Ze’ev: The collaboration with David was great in that it helped us to identify a number of shortfalls/bugs in the existing Open Siddur transliteration code. However, the collaboration worked both ways in that, as a result of the email discussions, David was able to make changes to his source document (e.g. – adding qamets qatan, holam haser for vav, spelling corrections, etc) and Open Siddur was able to “robustify” the transliteration code so that it handled more “corner cases” than it did before (e.g. – adding dagesh transliteration support for non-bgdkft letters, improved handling of silent letters, support for literally-transliterated tetragrammaton, etc) and it also helped us to generally test/verify other transliterations. We also now have a “transliteration tester” which lets us automatically validate our programmatically-generated transliterations against static versions of the Strong’s transliterations (this can be used in unit tests in the future to ensure that transliteration code changes don’t “break” the existing Strong’s transliteration logic).

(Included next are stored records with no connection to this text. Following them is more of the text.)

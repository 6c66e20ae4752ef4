use crate::adb::TransportKind;
use crate::config::{BridgeEndpoint, DEFAULT_BRIDGE_HOST, DEFAULT_BRIDGE_PORT, RemoteConfig, default_state_path};
use clap::{Parser, Subcommand};
use std::path::PathBuf;

/// Android TV remote over ADB.
///
/// Commands go either through a WebSocket relay that runs `adb` for us
/// (`--transport bridge`) or straight to the TV's ADB port (`--transport wire`).
#[derive(Debug, Parser)]
#[command(name = "android-tv-remote", version, about)]
pub struct Args {
    /// How to reach the TV.
    #[arg(long, global = true, default_value = "bridge", env = "ADB_TRANSPORT")]
    pub transport: TransportKind,

    /// Relay host; overrides the saved endpoint.
    #[arg(long, global = true, env = "ADB_BRIDGE_HOST")]
    pub bridge_host: Option<String>,

    /// Relay port; overrides the saved endpoint.
    #[arg(long, global = true, env = "ADB_BRIDGE_PORT")]
    pub bridge_port: Option<u16>,

    /// State file with saved devices [default: ~/.android-tv-remote/state.json]
    #[arg(long, global = true, env = "ADB_REMOTE_STATE")]
    pub state: Option<PathBuf>,

    /// Enable debug logging
    #[arg(long, global = true)]
    pub debug: bool,

    #[command(subcommand)]
    pub command: Command,
}

#[derive(Debug, Subcommand)]
pub enum Command {
    /// List saved devices
    Devices,
    /// Save a device by IP address
    Add {
        ip: String,
        #[arg(long)]
        name: Option<String>,
        #[arg(long)]
        port: Option<u16>,
    },
    /// Forget a saved device
    Remove { id: String },
    /// Ask the relay to scan the local network for TVs
    Scan,
    /// Send a key, e.g. KEYCODE_HOME, HOME or 3
    Key { id: String, code: String },
    /// Type text into the focused field
    Text { id: String, text: String },
    /// Move the pointer by a relative offset
    Cursor {
        id: String,
        #[arg(allow_hyphen_values = true)]
        dx: i32,
        #[arg(allow_hyphen_values = true)]
        dy: i32,
    },
    /// Tap the centre of the screen
    Tap { id: String },
    /// Scroll; positive scrolls down
    Scroll {
        id: String,
        #[arg(allow_hyphen_values = true)]
        delta: i32,
    },
    /// List installed third-party apps
    Apps { id: String },
    /// Launch an app by package name
    Launch { id: String, package: String },
    /// Send the power key
    PowerOff { id: String },
    /// Save a screenshot
    Screenshot {
        id: String,
        #[arg(long, short, default_value = "tv-screenshot.png")]
        output: PathBuf,
    },
    /// Send a Wake-on-LAN packet (uses the saved MAC when --mac is omitted)
    Wake {
        #[arg(long)]
        mac: Option<String>,
        /// Route through this device's active transport
        #[arg(long)]
        via: Option<String>,
    },
    /// Remember the TV's MAC address for Wake-on-LAN
    SaveMac { mac: String },
    /// Remember a relay endpoint for later sessions
    SetBridge { host: String, port: u16 },
}

impl Command {
    /// Device id for commands that need a live connection.
    pub fn device_id(&self) -> Option<&str> {
        match self {
            Command::Key { id, .. }
            | Command::Text { id, .. }
            | Command::Cursor { id, .. }
            | Command::Tap { id }
            | Command::Scroll { id, .. }
            | Command::Apps { id }
            | Command::Launch { id, .. }
            | Command::PowerOff { id }
            | Command::Screenshot { id, .. } => Some(id.as_str()),
            Command::Wake { via, .. } => via.as_deref(),
            _ => None,
        }
    }
}

impl Args {
    /// Bridge endpoint given on the command line or environment, if any.
    pub fn bridge_endpoint(&self) -> Option<BridgeEndpoint> {
        if self.bridge_host.is_none() && self.bridge_port.is_none() {
            return None;
        }
        Some(BridgeEndpoint::new(
            self.bridge_host
                .clone()
                .unwrap_or_else(|| DEFAULT_BRIDGE_HOST.to_string()),
            self.bridge_port.unwrap_or(DEFAULT_BRIDGE_PORT),
        ))
    }

    pub fn to_config(&self) -> RemoteConfig {
        RemoteConfig {
            transport: self.transport,
            bridge: self.bridge_endpoint(),
            state_path: self.state.clone().unwrap_or_else(default_state_path),
            ..RemoteConfig::default()
        }
    }
}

David: Ze’ev’s questions about Strong’s transliterations, while developing his transliteration table, spurred me on to work on a project that I had been wanting to do for some time anyway.  After using the existing ASCII transliterations as a comparison metric, we started trading our results, to compare the Unicode transliterations.  This allowed both of us to fine tune our code and produced a significantly higher degree of accuracy in the transliterations themselves.

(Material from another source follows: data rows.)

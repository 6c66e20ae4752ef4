// WebSocket channel to the relay, run as an actor task that owns the socket.
// Reconnects after a fixed delay until shut down.

use super::messages::{BridgeRequest, BridgeResponse};
use super::pending::PendingSlot;
use crate::adb::error::{RemoteError, RemoteResult};
use crate::config::{BridgeEndpoint, Timeouts};
use futures_util::{SinkExt, StreamExt};
use std::sync::{Arc, Mutex};
use std::time::Duration;
use tokio::net::TcpStream;
use tokio::sync::{Notify, broadcast, mpsc, watch};
use tokio::task::JoinHandle;
use tokio_tungstenite::tungstenite::Message;
use tokio_tungstenite::{MaybeTlsStream, WebSocketStream, connect_async};

const EVENT_CAPACITY: usize = 64;
const SHUTDOWN_GRACE: Duration = Duration::from_secs(2);

type WsStream = WebSocketStream<MaybeTlsStream<TcpStream>>;

#[derive(Debug, Clone, PartialEq)]
pub enum BridgeEvent {
    Opened,
    Closed { reason: String },
    Message(BridgeResponse),
}

// State shared between the handle and the actor task
struct Shared {
    url: String,
    open: watch::Sender<bool>,
    last_error: Mutex<Option<String>>,
    events: broadcast::Sender<BridgeEvent>,
    screenshot: PendingSlot<Option<String>>,
    wake: PendingSlot<bool>,
    reconnect: Notify,
}

impl Shared {
    fn set_error(&self, message: Option<String>) {
        *self.last_error.lock().unwrap_or_else(|e| e.into_inner()) = message;
    }

    fn publish(&self, event: BridgeEvent) {
        // No subscribers is fine
        let _ = self.events.send(event);
    }

    fn fail_pending(&self) {
        if self.screenshot.fail() {
            log::debug!("Bridge: failed pending screenshot");
        }
        if self.wake.fail() {
            log::debug!("Bridge: failed pending wake_on_lan");
        }
    }

    fn handle_inbound(&self, text: &str) {
        let response = match BridgeResponse::parse(text) {
            Ok(response) => response,
            Err(e) => {
                let err = RemoteError::MalformedMessage {
                    description: e.to_string(),
                };
                log::warn!("Bridge: discarding inbound message: {err}");
                return;
            }
        };

        match &response {
            BridgeResponse::Screenshot { success, data } => {
                let payload = if *success { data.clone() } else { None };
                if !self.screenshot.resolve(payload) {
                    log::debug!("Bridge: discarding screenshot response with no waiting request");
                }
            }
            BridgeResponse::WolSent { success } => {
                if !self.wake.resolve(*success) {
                    log::debug!("Bridge: discarding wol_sent response with no waiting request");
                }
            }
            BridgeResponse::Error { message } => {
                log::warn!("Bridge: relay error: {message}");
                self.set_error(Some(message.clone()));
                self.fail_pending();
            }
            BridgeResponse::Unknown => {
                log::debug!("Bridge: ignoring message of unknown type: {text}");
            }
            other => log::debug!("Bridge: <- {other:?}"),
        }
        self.publish(BridgeEvent::Message(response));
    }
}

pub struct BridgeChannel {
    shared: Arc<Shared>,
    outbound: mpsc::UnboundedSender<BridgeRequest>,
    shutdown: watch::Sender<bool>,
    task: Mutex<Option<JoinHandle<()>>>,
}

impl BridgeChannel {
    /// Spawn the actor; it starts connecting immediately.
    pub fn start(endpoint: &BridgeEndpoint, timeouts: &Timeouts) -> Self {
        let (open, _) = watch::channel(false);
        let (events, _) = broadcast::channel(EVENT_CAPACITY);
        let shared = Arc::new(Shared {
            url: endpoint.url(),
            open,
            last_error: Mutex::new(None),
            events,
            screenshot: PendingSlot::new("screenshot"),
            wake: PendingSlot::new("wake_on_lan"),
            reconnect: Notify::new(),
        });
        let (outbound, outbound_rx) = mpsc::unbounded_channel();
        let (shutdown, shutdown_rx) = watch::channel(false);

        let task = tokio::spawn(run(
            shared.clone(),
            outbound_rx,
            shutdown_rx,
            timeouts.connect,
            timeouts.reconnect_delay,
        ));

        Self {
            shared,
            outbound,
            shutdown,
            task: Mutex::new(Some(task)),
        }
    }

    pub fn url(&self) -> &str {
        &self.shared.url
    }

    pub fn is_open(&self) -> bool {
        *self.shared.open.borrow()
    }

    pub fn last_error(&self) -> Option<String> {
        self.shared
            .last_error
            .lock()
            .unwrap_or_else(|e| e.into_inner())
            .clone()
    }

    pub fn subscribe(&self) -> broadcast::Receiver<BridgeEvent> {
        self.shared.events.subscribe()
    }

    pub async fn wait_open(&self, window: Duration) -> RemoteResult<()> {
        let mut open = self.shared.open.subscribe();
        match tokio::time::timeout(window, open.wait_for(|is_open| *is_open)).await {
            Ok(Ok(_)) => Ok(()),
            Ok(Err(_)) => Err(RemoteError::unavailable("bridge channel stopped")),
            Err(_) => Err(RemoteError::unavailable(format!(
                "could not reach relay at {} within {window:?}{}",
                self.shared.url,
                self.last_error()
                    .map(|e| format!(" ({e})"))
                    .unwrap_or_default()
            ))),
        }
    }

    /// Queue a request for the relay. When the channel is not open the
    /// request is dropped and the failure recorded as the last error.
    pub fn send(&self, request: BridgeRequest) -> RemoteResult<()> {
        if !self.is_open() {
            let err = RemoteError::unavailable(format!(
                "bridge channel to {} is not open, '{}' not sent",
                self.shared.url,
                request.kind()
            ));
            self.shared.set_error(Some(err.to_string()));
            return Err(err);
        }
        log::debug!("Bridge: -> {}", request.kind());
        self.outbound
            .send(request)
            .map_err(|_| RemoteError::unavailable("bridge channel task has stopped"))
    }

    /// Send a request and wait for the first inbound message `accept` maps to
    /// a result. A relay `error` message ends the wait with [`RemoteError::Relay`].
    pub async fn request<T>(
        &self,
        request: BridgeRequest,
        window: Duration,
        accept: impl Fn(&BridgeResponse) -> Option<T>,
    ) -> RemoteResult<T> {
        let operation = request.kind();
        let mut events = self.subscribe();
        self.send(request)?;

        let wait = async {
            loop {
                match events.recv().await {
                    Ok(BridgeEvent::Message(BridgeResponse::Error { message })) => {
                        return Err(RemoteError::Relay { message });
                    }
                    Ok(BridgeEvent::Message(response)) => {
                        if let Some(value) = accept(&response) {
                            return Ok(value);
                        }
                    }
                    Ok(BridgeEvent::Closed { reason }) => {
                        return Err(RemoteError::unavailable(format!(
                            "bridge channel closed during {operation}: {reason}"
                        )));
                    }
                    Ok(BridgeEvent::Opened) => {}
                    Err(broadcast::error::RecvError::Lagged(skipped)) => {
                        log::warn!("Bridge: {operation} waiter skipped {skipped} events");
                    }
                    Err(broadcast::error::RecvError::Closed) => {
                        return Err(RemoteError::unavailable("bridge channel task has stopped"));
                    }
                }
            }
        };

        tokio::time::timeout(window, wait)
            .await
            .map_err(|_| RemoteError::ProtocolTimeout {
                operation: operation.to_string(),
                duration: window,
            })?
    }

    /// Request a screenshot; `Ok(None)` when the relay reports failure, the
    /// window elapses, or the relay errors out first.
    pub async fn screenshot(&self, window: Duration) -> RemoteResult<Option<String>> {
        let ticket = self.shared.screenshot.begin()?;
        if let Err(e) = self.send(BridgeRequest::Screenshot) {
            self.shared.screenshot.fail();
            return Err(e);
        }
        Ok(self.shared.screenshot.wait(ticket, window).await.flatten())
    }

    pub async fn wake_on_lan(&self, mac_address: String, window: Duration) -> RemoteResult<bool> {
        let ticket = self.shared.wake.begin()?;
        if let Err(e) = self.send(BridgeRequest::WakeOnLan { mac_address }) {
            self.shared.wake.fail();
            return Err(e);
        }
        Ok(self.shared.wake.wait(ticket, window).await.unwrap_or(false))
    }

    /// Retry now instead of waiting out the reconnect delay. Ignored while
    /// the channel is open.
    pub fn reconnect(&self) {
        self.shared.reconnect.notify_one();
    }

    pub(crate) fn sender(&self) -> mpsc::UnboundedSender<BridgeRequest> {
        self.outbound.clone()
    }

    /// Stop the reconnect loop and close the socket.
    pub async fn shutdown(&self) {
        self.shutdown.send_replace(true);
        let task = self.task.lock().unwrap_or_else(|e| e.into_inner()).take();
        if let Some(mut task) = task {
            match tokio::time::timeout(SHUTDOWN_GRACE, &mut task).await {
                Ok(Ok(())) => {}
                Ok(Err(e)) => log::warn!("Bridge: channel task ended abnormally: {e}"),
                Err(_) => {
                    log::warn!("Bridge: channel task did not stop within {SHUTDOWN_GRACE:?}, aborting");
                    task.abort();
                }
            }
        }
        self.shared.fail_pending();
    }
}

impl Drop for BridgeChannel {
    fn drop(&mut self) {
        self.shutdown.send_replace(true);
    }
}

async fn run(
    shared: Arc<Shared>,
    mut outbound_rx: mpsc::UnboundedReceiver<BridgeRequest>,
    mut shutdown_rx: watch::Receiver<bool>,
    connect_window: Duration,
    reconnect_delay: Duration,
) {
    loop {
        if *shutdown_rx.borrow() {
            break;
        }

        // A relay that accepts TCP but never answers the upgrade must not stall teardown
        let attempt = tokio::select! {
            attempt = tokio::time::timeout(connect_window, connect_async(shared.url.as_str())) => attempt,
            _ = shutdown_rx.changed() => break,
        };
        match attempt {
            Ok(Ok((ws, _))) => {
                log::info!("Bridge: connected to relay at {}", shared.url);
                shared.set_error(None);
                shared.open.send_replace(true);
                shared.publish(BridgeEvent::Opened);

                let reason = pump(&shared, ws, &mut outbound_rx, &mut shutdown_rx).await;

                shared.open.send_replace(false);
                shared.fail_pending();
                // Anything queued while closing is dropped, not replayed after reconnect
                let mut dropped = 0;
                while outbound_rx.try_recv().is_ok() {
                    dropped += 1;
                }
                if dropped > 0 {
                    log::warn!("Bridge: dropped {dropped} unsent commands");
                }
                log::info!("Bridge: channel to {} closed: {reason}", shared.url);
                shared.publish(BridgeEvent::Closed { reason });
            }
            Ok(Err(e)) => {
                log::warn!("Bridge: cannot reach relay at {}: {e}", shared.url);
                shared.set_error(Some(e.to_string()));
                shared.publish(BridgeEvent::Closed {
                    reason: e.to_string(),
                });
            }
            Err(_) => {
                let reason = format!("no WebSocket handshake within {connect_window:?}");
                log::warn!("Bridge: cannot reach relay at {}: {reason}", shared.url);
                shared.set_error(Some(reason.clone()));
                shared.publish(BridgeEvent::Closed { reason });
            }
        }

        if *shutdown_rx.borrow() {
            break;
        }
        log::debug!("Bridge: reconnecting in {reconnect_delay:?}");
        tokio::select! {
            _ = tokio::time::sleep(reconnect_delay) => {}
            _ = shared.reconnect.notified() => log::debug!("Bridge: reconnect requested"),
            _ = shutdown_rx.changed() => {}
        }
    }
    log::debug!("Bridge: channel task for {} stopped", shared.url);
}

// Shuttle messages until the socket closes or shutdown is requested
async fn pump(
    shared: &Shared,
    ws: WsStream,
    outbound_rx: &mut mpsc::UnboundedReceiver<BridgeRequest>,
    shutdown_rx: &mut watch::Receiver<bool>,
) -> String {
    let (mut write, mut read) = ws.split();
    loop {
        tokio::select! {
            changed = shutdown_rx.changed() => {
                if changed.is_err() || *shutdown_rx.borrow() {
                    // Deliver what was queued before the shutdown, e.g. a final `disconnect`
                    while let Ok(request) = outbound_rx.try_recv() {
                        if let Ok(text) = serde_json::to_string(&request) {
                            let _ = write.send(Message::Text(text)).await;
                        }
                    }
                    let _ = write.send(Message::Close(None)).await;
                    return "shut down".to_string();
                }
            }
            _ = shared.reconnect.notified() => {
                log::debug!("Bridge: channel already open, skipping reconnect");
            }
            Some(request) = outbound_rx.recv() => {
                let text = match serde_json::to_string(&request) {
                    Ok(text) => text,
                    Err(e) => {
                        log::error!("Bridge: cannot encode {}: {e}", request.kind());
                        continue;
                    }
                };
                if let Err(e) = write.send(Message::Text(text)).await {
                    return format!("send failed: {e}");
                }
            }
            inbound = read.next() => match inbound {
                Some(Ok(Message::Text(text))) => shared.handle_inbound(&text),
                Some(Ok(Message::Binary(bytes))) => match String::from_utf8(bytes) {
                    Ok(text) => shared.handle_inbound(&text),
                    Err(_) => log::warn!("Bridge: discarding non-UTF-8 binary message"),
                },
                Some(Ok(Message::Close(frame))) => {
                    return frame
                        .map(|f| format!("closed by relay: {}", f.reason))
                        .unwrap_or_else(|| "closed by relay".to_string());
                }
                Some(Ok(_)) => {}
                Some(Err(e)) => return e.to_string(),
                None => return "stream ended".to_string(),
            },
        }
    }
}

The XML and code generated by this effort are available to everyone with open/free culture licensing. Besides this obvious advantage, how will this work help other folk’s projects worldwide?

David: Many Internet resources that I’ve come across fall far short of a print publisher’s tolerance for error.  While the availability of the information is commendable, I would like to see a greater emphasis on the accuracy of existing resources.  There are many texts, in print and electronic, that utilize Strong’s numbering system, and a reliable reference will be a benefit.

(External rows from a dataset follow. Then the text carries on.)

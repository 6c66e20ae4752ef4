// Bridge transport: ADB commands relayed through a WebSocket relay process
pub mod channel;
pub mod messages;
pub mod pending;

use self::channel::{BridgeChannel, BridgeEvent};
use self::messages::{BridgeRequest, BridgeResponse};
use super::error::{RemoteError, RemoteResult};
use super::types::{AppInfo, ConnectionState, Device, ScreenshotCapture};
use crate::config::{BridgeEndpoint, Timeouts};
use crate::wol::MacAddress;
use base64::Engine;
use base64::engine::general_purpose::STANDARD;
use std::sync::Arc;
use std::time::Instant;
use tokio::sync::RwLock;
use tokio::task::JoinHandle;

pub struct BridgeTransport {
    device: Device,
    channel: BridgeChannel,
    state: Arc<RwLock<ConnectionState>>,
    watcher: JoinHandle<()>,
    timeouts: Timeouts,
}

impl BridgeTransport {
    /// Open a channel to the relay and ask it to `adb connect` the device.
    pub async fn connect(
        device: Device,
        endpoint: &BridgeEndpoint,
        timeouts: Timeouts,
    ) -> RemoteResult<Self> {
        log::info!("Bridge: connecting to {} via relay {endpoint}", device.id);
        let channel = BridgeChannel::start(endpoint, &timeouts);

        if let Err(e) = channel.wait_open(timeouts.connect).await {
            channel.shutdown().await;
            return Err(RemoteError::connect_failure(&device.id, e));
        }

        let wanted = device.id.clone();
        let confirmed = channel
            .request(
                BridgeRequest::Connect {
                    device: device.clone(),
                },
                timeouts.relay_connect,
                |response| match response {
                    BridgeResponse::Connected { device } if device.id == wanted => {
                        Some(device.clone().normalized())
                    }
                    _ => None,
                },
            )
            .await;

        let confirmed = match confirmed {
            Ok(confirmed) => confirmed,
            Err(e) => {
                channel.shutdown().await;
                return Err(RemoteError::connect_failure(&device.id, e));
            }
        };
        // Relay knows nothing beyond what we sent; keep our name if it echoes an empty one
        let device = Device {
            name: if confirmed.name.is_empty() {
                device.name
            } else {
                confirmed.name
            },
            ..confirmed
        };
        log::info!("Bridge: connected to {} ({})", device.name, device.id);

        let state = Arc::new(RwLock::new(ConnectionState::Connected {
            device: device.clone(),
        }));
        let watcher = tokio::spawn(watch_channel(
            device.clone(),
            channel.subscribe(),
            channel.sender(),
            state.clone(),
        ));

        Ok(Self {
            device,
            channel,
            state,
            watcher,
            timeouts,
        })
    }

    /// Ask the relay to scan its subnet. Uses a short-lived channel; no
    /// device needs to be connected.
    pub async fn scan(endpoint: &BridgeEndpoint, timeouts: &Timeouts) -> RemoteResult<Vec<Device>> {
        let channel = BridgeChannel::start(endpoint, timeouts);
        let result = async {
            channel.wait_open(timeouts.connect).await?;
            channel
                .request(BridgeRequest::Scan, timeouts.scan, |response| match response {
                    BridgeResponse::ScanResult { devices } => Some(devices.clone()),
                    _ => None,
                })
                .await
        }
        .await;
        channel.shutdown().await;

        let devices: Vec<Device> = result?.into_iter().map(Device::normalized).collect();
        log::info!("Bridge: scan found {} device(s)", devices.len());
        Ok(devices)
    }

    pub fn device(&self) -> &Device {
        &self.device
    }

    pub fn is_open(&self) -> bool {
        self.channel.is_open()
    }

    pub fn last_error(&self) -> Option<String> {
        self.channel.last_error()
    }

    /// Skip the remaining reconnect delay when the relay is down.
    pub fn reconnect(&self) {
        self.channel.reconnect();
    }

    pub async fn state(&self) -> ConnectionState {
        self.state.read().await.clone()
    }

    pub async fn send_key(&self, code: &str) -> RemoteResult<()> {
        self.channel.send(BridgeRequest::Key {
            key_code: code.to_string(),
        })
    }

    pub async fn send_text(&self, text: &str) -> RemoteResult<()> {
        self.channel.send(BridgeRequest::Text {
            text: text.to_string(),
        })
    }

    pub async fn move_cursor(&self, dx: i32, dy: i32) -> RemoteResult<()> {
        self.channel.send(BridgeRequest::Cursor { x: dx, y: dy })
    }

    pub async fn tap(&self) -> RemoteResult<()> {
        self.channel.send(BridgeRequest::Tap)
    }

    pub async fn scroll(&self, delta_y: i32) -> RemoteResult<()> {
        self.channel.send(BridgeRequest::Scroll { delta_y })
    }

    pub async fn launch_app(&self, package: &str) -> RemoteResult<()> {
        self.channel.send(BridgeRequest::Launch {
            package_name: package.to_string(),
        })
    }

    pub async fn power_off(&self) -> RemoteResult<()> {
        self.channel.send(BridgeRequest::PowerOff)
    }

    pub async fn get_apps(&self) -> RemoteResult<Vec<AppInfo>> {
        self.channel
            .request(BridgeRequest::GetApps, self.timeouts.apps, |response| match response {
                BridgeResponse::Apps { apps } => Some(apps.clone()),
                _ => None,
            })
            .await
    }

    pub async fn take_screenshot(&self) -> RemoteResult<Option<ScreenshotCapture>> {
        let start = Instant::now();
        let Some(data) = self.channel.screenshot(self.timeouts.screenshot).await? else {
            return Ok(None);
        };
        match STANDARD.decode(data.trim()) {
            Ok(bytes) if !bytes.is_empty() => Ok(Some(ScreenshotCapture::from_bytes(
                bytes,
                start.elapsed().as_millis(),
            ))),
            Ok(_) => Ok(None),
            Err(e) => {
                log::warn!("Bridge: screenshot payload is not valid base64: {e}");
                Ok(None)
            }
        }
    }

    pub async fn wake_on_lan(&self, mac: &MacAddress) -> RemoteResult<bool> {
        self.channel
            .wake_on_lan(mac.to_string(), self.timeouts.wake_on_lan)
            .await
    }

    pub async fn disconnect(&self) {
        if self.channel.is_open() {
            if let Err(e) = self.channel.send(BridgeRequest::Disconnect) {
                log::debug!("Bridge: disconnect not delivered: {e}");
            }
        }
        self.watcher.abort();
        self.channel.shutdown().await;
        *self.state.write().await = ConnectionState::Disconnected;
        log::info!("Bridge: disconnected from {}", self.device.id);
    }
}

impl Drop for BridgeTransport {
    fn drop(&mut self) {
        self.watcher.abort();
    }
}

// Mirror channel events into the connection state. After the relay comes back
// the device is re-attached, since a restarted relay has no adb session.
async fn watch_channel(
    device: Device,
    mut events: tokio::sync::broadcast::Receiver<BridgeEvent>,
    outbound: tokio::sync::mpsc::UnboundedSender<BridgeRequest>,
    state: Arc<RwLock<ConnectionState>>,
) {
    use tokio::sync::broadcast::error::RecvError;
    loop {
        let event = match events.recv().await {
            Ok(event) => event,
            Err(RecvError::Lagged(_)) => continue,
            Err(RecvError::Closed) => break,
        };
        match event {
            BridgeEvent::Closed { reason } => {
                let mut state = state.write().await;
                if !matches!(*state, ConnectionState::Failed { .. }) {
                    log::warn!("Bridge: lost relay for {}: {reason}", device.id);
                }
                *state = ConnectionState::Failed { reason };
            }
            BridgeEvent::Opened => {
                *state.write().await = ConnectionState::Connecting;
                let request = BridgeRequest::Connect {
                    device: device.clone(),
                };
                if outbound.send(request).is_err() {
                    break;
                }
            }
            BridgeEvent::Message(BridgeResponse::Connected { device: confirmed })
                if confirmed.id == device.id =>
            {
                *state.write().await = ConnectionState::Connected {
                    device: device.clone(),
                };
            }
            BridgeEvent::Message(BridgeResponse::Disconnected) => {
                *state.write().await = ConnectionState::Disconnected;
            }
            BridgeEvent::Message(_) => {}
        }
    }
}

Ze’ev: The major additional “public” benefit from the exercise is that there is now an open-source, digital Strong’s source document that has accurate transliterations in the style defined in the Strong’s Concordance book and which has been edited to correct misspellings (both Hebrew misspellings and errors in the English transliterations). Already, at least one application (my Hebrew Bible iPhone/iPad app) is utilizing the Strong’s Concordance data and currently provides integrated word definition display when reading the TaNaKh  as well as Hebrew root lookup.

What new opportunities for collaboration and development do you see coming out of this work?

Efraim: One thing we (Open Siddur) don’t have is a way for the general public to get access to it!  It’s in SVN, and we have a way to convert it to HTML, but no public interface [exists yet] to transform it or to look up words.

David: The ideal markup format is still an open question.  My version is pushing the limits of OSIS, in its present form.  The TEI form that Ze’ev [Open Siddur] is using is verbose and repetitive.  I have some ideas that are still coalescing.  Also, we are moving toward adding a Brown, Driver, Briggs layer on top of the Strong’s data, striving for a richer and more accurate dictionary.

Ze’ev: This was a bit of a unique scenario in that we were both attempting to validate independently-developed transliteration code with the same source document. We have now completed the validation of the Strong’s transliteration scheme and have discussed following through with a similar exercise for the SBL transliterations.